Sunday, May 4, 2014

✅ ALL ABOUT MAKING YOUR TALENT THE BEST . . .




✅  ALL ABOUT MAKING YOUR TALENT THE BEST . . .

The competitive edge of any company is unquestionably its Talent. No technology, no strategy will be successful without a corp of Talent who know how to use it and execute it to the company's advantage.

So, equally unquestionable, the goal of any company is to hire the best of the best in all fields. But suppose you are a start-up with very limited resources, or you've been placed in a position where your support staff has been deemed wanting - with the hope it will make your path to success very difficult if not impossible?

Let's start with the start-up scenario...

To attract the best Talent, a start-up with limited resources can find it difficult to compete against the big guys in terms of salaries and benefits. And if it is not perceived to be next Google or Facebook, even giving potential new hires equity vs a big salary, may be difficult.

Sooo, you're left with hiring the next best thing: people with a positive, pro-active attitude, hungry to improve themselves, and who just need a chance to make good.

When I first started my law firm, it was boutique law firm destined to compete with the best law firms in a niche market they had yet to discover. I had an excellent secretary who came with me from my previous job as General Counsel to a large commercial and residential real estate development company. But that was it. Our resources allowed us to hire back office staff who in some cases had never even seen a computer!

To make a long story short, the law firm literally became a school, where my secretary and I taught the others how to strive for excellence in every aspect of their jobs, how to produce, organize and archive documents, how to answer the phone with a smile in their voice, how to get a sense of urgency for important matters, and how to operate all the machinery, including the computers - we were one of the first law firms to provide everyone with their own computer vs. the "word-processing pool." 

The upshot? Not only were we profiled as a hot, up-and-coming legal boutique in the front pages of a leading journal, and had a number of big law firms pursuing us to incorporate us into their practices, but by the time I moved abroad, they all had incredible skills the market picked up in a flash.

Now, for the corporate scenario. . . .

Flash forward to being abroad in an emerging economy. When I first arrived, I was pretty much met like a Martian who had just landed from outer space. As a result, had to unlearn almost everything I had learned in the United States - and my first experiences were truly Kafkaesque in nature!

In this culture, effort meant everything. Results not so much.

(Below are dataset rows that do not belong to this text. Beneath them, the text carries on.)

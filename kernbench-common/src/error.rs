use std::path::PathBuf;
use thiserror::Error;

/// Main error type for kernbench
#[derive(Error, Debug)]
pub enum KernbenchError {
    #[error("IO error: {0}")]
    Io(#[from] std::io::Error),

    #[error("CSV error: {0}")]
    Csv(#[from] csv::Error),

    #[error("JSON error: {0}")]
    Json(#[from] serde_json::Error),

    #[error("TOML parse error: {0}")]
    TomlDe(#[from] toml::de::Error),

    #[error("TOML write error: {0}")]
    TomlSer(#[from] toml::ser::Error),

    #[error("Missing input file: {}", path.display())]
    MissingInput { path: PathBuf },

    #[error("Malformed row in {} line {line}: column '{column}' has non-numeric value '{value}'", path.display())]
    MalformedRow {
        path: PathBuf,
        line: u64,
        column: String,
        value: String,
    },

    #[error("No numeric columns in {}: expected one of {expected:?}", path.display())]
    MissingColumns { path: PathBuf, expected: Vec<String> },

    #[error("No data: {0}")]
    NoData(String),

    #[error("Artifact {} already written in this report", path.display())]
    DuplicateArtifact { path: PathBuf },

    #[error("Unknown dimension: {0}")]
    UnknownDimension(String),

    #[error("Unknown measurement: {0}")]
    UnknownMeasurement(String),

    #[error("Invalid record: {0}")]
    InvalidRecord(String),

    #[error("Configuration error: {0}")]
    Config(String),

    #[error("Render error: {0}")]
    Render(String),
}

impl KernbenchError {
    /// Errors that only affect a single file, row or chart
    pub fn is_recoverable(&self) -> bool {
        matches!(
            self,
            KernbenchError::MissingInput { .. }
                | KernbenchError::MalformedRow { .. }
                | KernbenchError::MissingColumns { .. }
                | KernbenchError::DuplicateArtifact { .. }
                | KernbenchError::UnknownDimension(_)
                | KernbenchError::UnknownMeasurement(_)
        )
    }
}

pub type Result<T> = std::result::Result<T, KernbenchError>;

#[cfg(test)]
mod tests {
    use super::*;

    #[test]
    fn test_error_messages() {
        let err = KernbenchError::MissingInput {
            path: PathBuf::from("results_amd.csv"),
        };
        assert_eq!(err.to_string(), "Missing input file: results_amd.csv");

        let err = KernbenchError::MalformedRow {
            path: PathBuf::from("a.csv"),
            line: 3,
            column: "time_ms".to_string(),
            value: "abc".to_string(),
        };
        assert!(err.to_string().contains("line 3"));
        assert!(err.to_string().contains("'abc'"));
    }

    #[test]
    fn test_recoverable() {
        assert!(KernbenchError::MissingInput { path: PathBuf::new() }.is_recoverable());
        assert!(!KernbenchError::NoData("empty".into()).is_recoverable());
        assert!(!KernbenchError::Config("bad".into()).is_recoverable());
    }
}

Thus, if you were someone who actually got results, you were an immediate threat to the status quo - and any future efforts to obtain results were subtly and not-so-subtly undermined and sabotaged.

One of the favorite ploys was to assign you secretaries which were either very young and very green to support you in your senior position, or who had made the rounds in other departments and were found wanting, but were tough to fire.

Let's start with the one tough to fire. 

When she arrived at her new station as my secretary, she was a bit gothic, dark and brooding, introverted to an extreme, and clearly had a low self-esteem. She lurked in the shadows, refusing to turn on the light in her corner, was very difficult to draw out, and did her work on the fly without much attention to detail. She had been a secretary in every department of the organization and had been found wanting. But, for various reasons, legal and financial, it was preferable not to fire her. 

In this case, it's quite possible she may have been assigned to me simply because there was no other place to put her, and I was the new head of a department which had not really done much before I got there. Indeed, it had been on autopilot as the previous head rarely showed up for work.

Being the over-achiever I am, I had other plans, and needed her to work with me as a team. Tried every which way to draw her out, to connect with her at any level. Nothing. 

Then a strange thing happened.  

There was a program on T.V. about a group of adolescents competing to be the next singing idol of the country. One of the contestants sang like a nightingale: he had a truly privileged voice. BUT he had a problem with his eyes, along with a clear low self-esteem. A problem with which the "teachers" and judges were not helping at all. I was furious and made comments to that effect to the secretaries surrounding my secretary. 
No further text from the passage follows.